In nursing homes that have stopped visitors from coming in to limit the
spread of the virus, workers are leaning on tech to help residents stay connected with their families.
At 23 senior living communities in North Carolina, Maryland and Virginia run by Spring Arbor Senior Living, workers have been triaging family calls — sometimes multiple ones a day per resident — over Apple’s FaceTime, Skype and a software system operated by K4Connect, a tech provider, said Rich Williams, a senior vice president at HHHunt, which owns the centers. “That line of communication is essential to the residents’ well-being,” he said.
Some people are finding easy-to-use tech to connect generations. Medbh Hillyard recently introduced an electronic speaker called a Toniebox to connect her parents, Margaret Ward and Paddy Hillyard, to her sons, Rory and Finn, ages 3 and 18 months, during quarantine.

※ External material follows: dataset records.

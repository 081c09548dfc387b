//! Re-expansion of compound ids to replicate rows.

use std::collections::{HashMap, HashSet};

use super::ReplicateQuota;
use crate::records::CompoundRecord;

/// Rows of `records` whose compound id is in `ids`, keeping at most
/// `quota.limit(id)` rows per compound. The first rows in input order win.
pub fn expand<'a>(
    records: &'a [CompoundRecord],
    ids: &[u64],
    quota: &ReplicateQuota,
) -> Vec<&'a CompoundRecord> {
    let wanted: HashSet<u64> = ids.iter().copied().collect();
    let mut taken: HashMap<u64, usize> = HashMap::new();

    records
        .iter()
        .filter(|r| {
            if !wanted.contains(&r.compound_id) {
                return false;
            }
            let n = taken.entry(r.compound_id).or_insert(0);
            if *n >= quota.limit(r.compound_id) {
                return false;
            }
            *n += 1;
            true
        })
        .collect()
}

#[cfg(test)]
mod tests {
    use super::*;
    use crate::records::Activity;

    fn rows() -> Vec<CompoundRecord> {
        let mut out = Vec::new();
        for id in [10u64, 20] {
            for rep in 1..=5 {
                out.push(CompoundRecord {
                    compound_id: id,
                    name: format!("{id}_{rep}"),
                    activity: Activity::Active,
                    rank_score: rep as f64,
                    match_score: 0.0,
                    features: vec![rep as f64],
                });
            }
        }
        out
    }

    #[test]
    fn all_replicates_without_quota() {
        let records = rows();
        let kept = expand(&records, &[20], &ReplicateQuota::All);
        assert_eq!(kept.len(), 5);
        assert!(kept.iter().all(|r| r.compound_id == 20));
    }

    #[test]
    fn quota_keeps_the_first_rows() {
        let records = rows();
        let quota = ReplicateQuota::PerCompound(HashMap::from([(10, 2), (20, 1)]));
        let kept = expand(&records, &[10, 20], &quota);
        let names: Vec<&str> = kept.iter().map(|r| r.name.as_str()).collect();
        assert_eq!(names, vec!["10_1", "10_2", "20_1"]);
    }
}
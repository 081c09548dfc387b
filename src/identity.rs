//! Identity resolution: docked rows → canonical compound ids.
//!
//! Docking output only carries a free-text molecule name such as
//! `"4239273_3"` or `"CHEMBL4239273 pose 3"`. The compound id is the first
//! contiguous run of digits in that name. A row is kept only when that id is
//! listed in the canonical SMILES reference *under the same activity label*,
//! which filters out stale or mislabeled docking output.
//!
//! Neither failure is an error: rows without a digit run are counted as
//! malformed, rows whose id is not listed are counted as unmatched, and both
//! are dropped.
use std::sync::OnceLock;

use log::{debug, info};
use regex::Regex;

use crate::records::{CanonicalTable, CompoundRecord, DockedTable};

fn digit_run() -> &'static Regex {
    static RE: OnceLock<Regex> = OnceLock::new();
    RE.get_or_init(|| Regex::new(r"\d+").expect("static pattern is valid"))
}

/// Extract the first run of ASCII digits in `name` as a compound id.
///
/// Returns `None` when there is no digit run or it does not fit in a `u64`.
///
/// ```
/// use cyp_dock_ml::identity::extract_compound_id;
///
/// assert_eq!(extract_compound_id("4239273_2"), Some(4239273));
/// assert_eq!(extract_compound_id("lig-0042b_7"), Some(42));
/// assert_eq!(extract_compound_id("no digits"), None);
/// ```
pub fn extract_compound_id(name: &str) -> Option<u64> {
    digit_run()
        .find(name)
        .and_then(|m| m.as_str().parse::<u64>().ok())
}

/// Row counts before and after resolution of one docked table.
#[derive(Debug, Clone, Copy, Default, PartialEq, Eq)]
pub struct ResolveReport {
    /// Rows read.
    pub before: usize,
    /// Rows kept.
    pub after: usize,
    /// Rows whose name held no usable digit run.
    pub malformed: usize,
    /// Rows whose id is not in the canonical list for their label.
    pub unmatched: usize,
}

/// Resolve a docked table against the canonical reference.
///
/// Output ids are always a subset of the canonical ids carrying the table's
/// activity label; input row order is preserved.
pub fn resolve(table: DockedTable, canonical: &CanonicalTable) -> (Vec<CompoundRecord>, ResolveReport) {
    let mut report = ResolveReport {
        before: table.rows.len(),
        ..Default::default()
    };
    let activity = table.activity;

    let mut kept = Vec::with_capacity(table.rows.len());
    for raw in table.rows {
        let Some(id) = extract_compound_id(&raw.name) else {
            debug!("no compound id in molecule name '{}'", raw.name);
            report.malformed += 1;
            continue;
        };
        if !canonical.contains(id, activity) {
            report.unmatched += 1;
            continue;
        }
        kept.push(CompoundRecord {
            compound_id: id,
            name: raw.name,
            activity,
            rank_score: raw.rank_score,
            match_score: raw.match_score,
            features: raw.features,
        });
    }
    report.after = kept.len();

    info!(
        "{:?}: {} rows -> {} ({} malformed names, {} unmatched ids)",
        activity, report.before, report.after, report.malformed, report.unmatched
    );
    (kept, report)
}
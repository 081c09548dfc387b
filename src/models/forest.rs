//! Random forest: bagged `linfa-trees` decision trees over random feature subspaces.
//!
//! Each tree sees a bootstrap sample of the rows and a random subset of the
//! columns. The positive-class probability is the fraction of trees voting
//! active.
use linfa::prelude::*;
use linfa_trees::DecisionTree;
use ndarray::{Array1, Array2, Axis};
use rand::rngs::StdRng;
use rand::{Rng, SeedableRng};

use super::{FittedModel, Trainer};
use crate::error::ModelError;

/// Random forest hyperparameters.
#[derive(Debug, Clone)]
pub struct RandomForestTrainer {
    /// Number of bagged trees.
    pub n_trees: usize,
    /// Depth cap per tree; `None` grows until pure.
    pub max_depth: Option<usize>,
    /// Fraction of columns offered to each tree.
    pub feature_fraction: f64,
    /// Minimum sample weight in a leaf.
    pub min_weight_leaf: f32,
    /// Seed for bootstrap and column sampling.
    pub seed: u64,
}

impl RandomForestTrainer {
    /// 100 trees of depth 12, each over half of the columns.
    pub fn new(seed: u64) -> Self {
        Self {
            n_trees: 100,
            max_depth: Some(12),
            feature_fraction: 0.5,
            min_weight_leaf: 1.0,
            seed,
        }
    }
}

struct Member {
    tree: DecisionTree<f64, usize>,
    columns: Vec<usize>,
}

struct FittedForest {
    members: Vec<Member>,
}

impl FittedModel for FittedForest {
    fn predict_proba(&self, x: &Array2<f64>) -> Array1<f64> {
        let mut votes = Array1::<f64>::zeros(x.nrows());
        for m in &self.members {
            let sub = x.select(Axis(1), &m.columns);
            let pred: Array1<usize> = m.tree.predict(&sub);
            votes.zip_mut_with(&pred, |v, &p| *v += p as f64);
        }
        votes / self.members.len().max(1) as f64
    }
}

impl Trainer for RandomForestTrainer {
    fn describe(&self) -> String {
        format!(
            "n_trees={} max_depth={:?} feature_fraction={:.2} min_weight_leaf={}",
            self.n_trees, self.max_depth, self.feature_fraction, self.min_weight_leaf
        )
    }

    fn fit(&self, x: &Array2<f64>, y: &Array1<usize>) -> Result<Box<dyn FittedModel>, ModelError> {
        let (n, p) = x.dim();
        if n == 0 || p == 0 {
            return Err(ModelError::Shape(format!("cannot fit a forest on a {n} x {p} matrix")));
        }
        let mut rng = StdRng::seed_from_u64(self.seed);
        let k = ((p as f64 * self.feature_fraction).ceil() as usize).clamp(1, p);

        let mut members = Vec::with_capacity(self.n_trees);
        for _ in 0..self.n_trees {
            let rows: Vec<usize> = (0..n).map(|_| rng.gen_range(0..n)).collect();
            let mut columns = rand::seq::index::sample(&mut rng, p, k).into_vec();
            columns.sort_unstable();

            let xb = x.select(Axis(0), &rows).select(Axis(1), &columns);
            let yb = y.select(Axis(0), &rows);
            let dataset = Dataset::new(xb, yb);
            let tree = DecisionTree::params()
                .max_depth(self.max_depth)
                .min_weight_leaf(self.min_weight_leaf)
                .fit(&dataset)
                .map_err(|e| ModelError::Fit {
                    model: "RF".into(),
                    message: e.to_string(),
                })?;
            members.push(Member { tree, columns });
        }
        Ok(Box::new(FittedForest { members }))
    }

    fn boxed_clone(&self) -> Box<dyn Trainer> {
        Box::new(self.clone())
    }

    fn sample(&self, rng: &mut StdRng) -> Option<Box<dyn Trainer>> {
        const TREES: [usize; 4] = [50, 100, 200, 300];
        const DEPTHS: [Option<usize>; 4] = [None, Some(6), Some(12), Some(20)];
        Some(Box::new(Self {
            n_trees: TREES[rng.gen_range(0..TREES.len())],
            max_depth: DEPTHS[rng.gen_range(0..DEPTHS.len())],
            feature_fraction: rng.gen_range(0.2..=1.0),
            min_weight_leaf: [1.0, 2.0, 4.0][rng.gen_range(0..3)],
            seed: self.seed,
        }))
    }
}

While they all live in the same neighborhood in Belfast, Northern Ireland, and frequently saw each other before the outbreak, they have now stopped close contact. Each evening, Ward, 69, and Hillyard, 76, instead use an app on their smartphone to record bedtime stories. The app then transmits the stories to the Toniebox so Rory and Finn can listen, Hillyard said.
“It’s been a really, really good way of having contact each evening and them still being able to do bedtime stories for us, which is really lovely,” Hillyard said.
Tech-savvy older people have found themselves in great demand.
Chuck Kissner, 72, a technology executive in Los Altos, Calif., who administers a computer network for his extended family and maintains their 40 or so devices with security updates and software licenses, said he recently had a deluge of requests for tech assistance from his neighbors.